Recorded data
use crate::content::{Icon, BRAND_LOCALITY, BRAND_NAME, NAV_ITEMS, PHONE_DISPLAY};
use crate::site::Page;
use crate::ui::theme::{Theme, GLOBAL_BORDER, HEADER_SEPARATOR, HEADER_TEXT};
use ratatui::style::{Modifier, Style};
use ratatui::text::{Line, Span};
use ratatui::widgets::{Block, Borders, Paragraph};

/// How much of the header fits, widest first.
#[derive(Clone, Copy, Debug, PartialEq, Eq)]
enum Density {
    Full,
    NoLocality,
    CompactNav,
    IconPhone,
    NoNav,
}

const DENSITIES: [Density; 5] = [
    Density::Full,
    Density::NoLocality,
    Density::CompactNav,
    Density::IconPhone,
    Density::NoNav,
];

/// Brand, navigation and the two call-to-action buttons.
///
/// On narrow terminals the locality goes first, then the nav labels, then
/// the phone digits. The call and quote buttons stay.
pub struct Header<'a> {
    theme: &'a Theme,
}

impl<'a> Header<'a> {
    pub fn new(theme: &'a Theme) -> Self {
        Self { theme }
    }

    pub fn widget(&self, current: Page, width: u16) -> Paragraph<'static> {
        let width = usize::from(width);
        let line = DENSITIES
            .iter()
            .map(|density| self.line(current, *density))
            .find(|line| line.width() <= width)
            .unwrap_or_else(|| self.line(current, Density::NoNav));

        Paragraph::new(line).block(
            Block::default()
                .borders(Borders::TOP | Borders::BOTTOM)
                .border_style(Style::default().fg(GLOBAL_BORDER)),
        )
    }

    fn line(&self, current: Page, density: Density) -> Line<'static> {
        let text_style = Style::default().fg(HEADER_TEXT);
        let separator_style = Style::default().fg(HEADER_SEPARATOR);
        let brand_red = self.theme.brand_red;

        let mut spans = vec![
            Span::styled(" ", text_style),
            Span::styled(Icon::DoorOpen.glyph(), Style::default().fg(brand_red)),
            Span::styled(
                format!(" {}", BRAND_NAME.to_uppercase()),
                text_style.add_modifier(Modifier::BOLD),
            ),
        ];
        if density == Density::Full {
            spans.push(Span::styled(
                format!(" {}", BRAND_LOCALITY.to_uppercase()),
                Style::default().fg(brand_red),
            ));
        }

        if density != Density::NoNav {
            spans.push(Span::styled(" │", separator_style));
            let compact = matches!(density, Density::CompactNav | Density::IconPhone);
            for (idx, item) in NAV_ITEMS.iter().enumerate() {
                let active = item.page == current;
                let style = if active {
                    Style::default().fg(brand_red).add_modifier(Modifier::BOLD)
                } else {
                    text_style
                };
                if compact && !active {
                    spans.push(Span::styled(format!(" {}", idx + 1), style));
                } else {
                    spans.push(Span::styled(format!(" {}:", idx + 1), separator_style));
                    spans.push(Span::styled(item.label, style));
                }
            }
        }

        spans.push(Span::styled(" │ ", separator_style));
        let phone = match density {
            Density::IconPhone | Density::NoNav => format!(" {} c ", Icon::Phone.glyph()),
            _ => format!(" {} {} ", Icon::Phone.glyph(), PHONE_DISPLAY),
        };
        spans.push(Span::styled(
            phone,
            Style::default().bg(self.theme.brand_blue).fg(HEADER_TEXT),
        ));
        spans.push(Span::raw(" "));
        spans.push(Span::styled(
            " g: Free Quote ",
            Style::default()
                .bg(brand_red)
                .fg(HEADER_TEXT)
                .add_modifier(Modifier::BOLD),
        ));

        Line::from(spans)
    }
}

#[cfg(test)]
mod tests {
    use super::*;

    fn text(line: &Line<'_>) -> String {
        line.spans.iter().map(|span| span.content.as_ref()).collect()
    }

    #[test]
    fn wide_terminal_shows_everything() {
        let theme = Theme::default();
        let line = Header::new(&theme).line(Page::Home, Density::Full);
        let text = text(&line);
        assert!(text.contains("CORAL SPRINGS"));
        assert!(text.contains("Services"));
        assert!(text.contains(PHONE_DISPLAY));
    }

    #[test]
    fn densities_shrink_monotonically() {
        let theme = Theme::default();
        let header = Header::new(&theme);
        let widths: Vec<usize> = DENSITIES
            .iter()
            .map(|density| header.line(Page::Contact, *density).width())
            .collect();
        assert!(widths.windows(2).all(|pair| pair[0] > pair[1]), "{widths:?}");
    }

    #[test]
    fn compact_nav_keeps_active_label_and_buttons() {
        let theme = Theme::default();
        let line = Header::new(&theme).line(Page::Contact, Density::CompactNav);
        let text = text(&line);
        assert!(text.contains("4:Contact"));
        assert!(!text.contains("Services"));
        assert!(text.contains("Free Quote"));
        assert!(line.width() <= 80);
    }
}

---

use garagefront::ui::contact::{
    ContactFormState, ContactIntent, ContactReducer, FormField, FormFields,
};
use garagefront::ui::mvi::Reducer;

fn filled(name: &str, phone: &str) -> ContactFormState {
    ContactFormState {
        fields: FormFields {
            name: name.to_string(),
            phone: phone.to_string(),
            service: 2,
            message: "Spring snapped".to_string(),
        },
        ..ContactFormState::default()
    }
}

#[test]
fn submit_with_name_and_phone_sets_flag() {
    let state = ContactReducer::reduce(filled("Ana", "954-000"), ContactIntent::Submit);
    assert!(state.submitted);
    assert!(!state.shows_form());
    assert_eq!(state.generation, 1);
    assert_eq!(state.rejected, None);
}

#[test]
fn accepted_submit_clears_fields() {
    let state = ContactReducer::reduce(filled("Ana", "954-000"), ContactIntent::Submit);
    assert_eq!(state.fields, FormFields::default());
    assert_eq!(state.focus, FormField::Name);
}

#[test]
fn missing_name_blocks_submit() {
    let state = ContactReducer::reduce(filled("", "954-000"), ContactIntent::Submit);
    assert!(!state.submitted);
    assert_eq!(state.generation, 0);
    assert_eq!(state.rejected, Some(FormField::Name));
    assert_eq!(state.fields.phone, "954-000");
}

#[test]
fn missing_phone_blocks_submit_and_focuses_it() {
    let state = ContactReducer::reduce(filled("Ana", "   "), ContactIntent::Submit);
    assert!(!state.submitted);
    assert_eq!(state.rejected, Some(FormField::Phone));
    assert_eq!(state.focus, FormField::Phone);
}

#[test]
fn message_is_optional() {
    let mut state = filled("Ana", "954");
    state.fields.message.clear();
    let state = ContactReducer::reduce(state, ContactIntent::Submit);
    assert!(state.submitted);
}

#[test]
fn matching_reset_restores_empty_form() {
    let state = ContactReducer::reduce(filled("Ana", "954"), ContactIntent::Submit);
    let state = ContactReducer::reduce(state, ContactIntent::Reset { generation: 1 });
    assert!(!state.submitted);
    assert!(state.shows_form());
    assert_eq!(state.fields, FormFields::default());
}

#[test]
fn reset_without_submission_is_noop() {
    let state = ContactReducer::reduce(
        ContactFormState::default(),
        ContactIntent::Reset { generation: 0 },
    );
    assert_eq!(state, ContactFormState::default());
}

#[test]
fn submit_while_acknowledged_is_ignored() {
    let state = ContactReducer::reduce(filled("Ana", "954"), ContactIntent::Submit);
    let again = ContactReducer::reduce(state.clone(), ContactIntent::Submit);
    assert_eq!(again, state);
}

> _WHAT TO DO_
Each line of the data that includes "rejected" should be copied.

> _ANSWER BELOW_
    assert_eq!(state.rejected, None);
    assert_eq!(state.rejected, Some(FormField::Name));
    assert_eq!(state.rejected, Some(FormField::Phone));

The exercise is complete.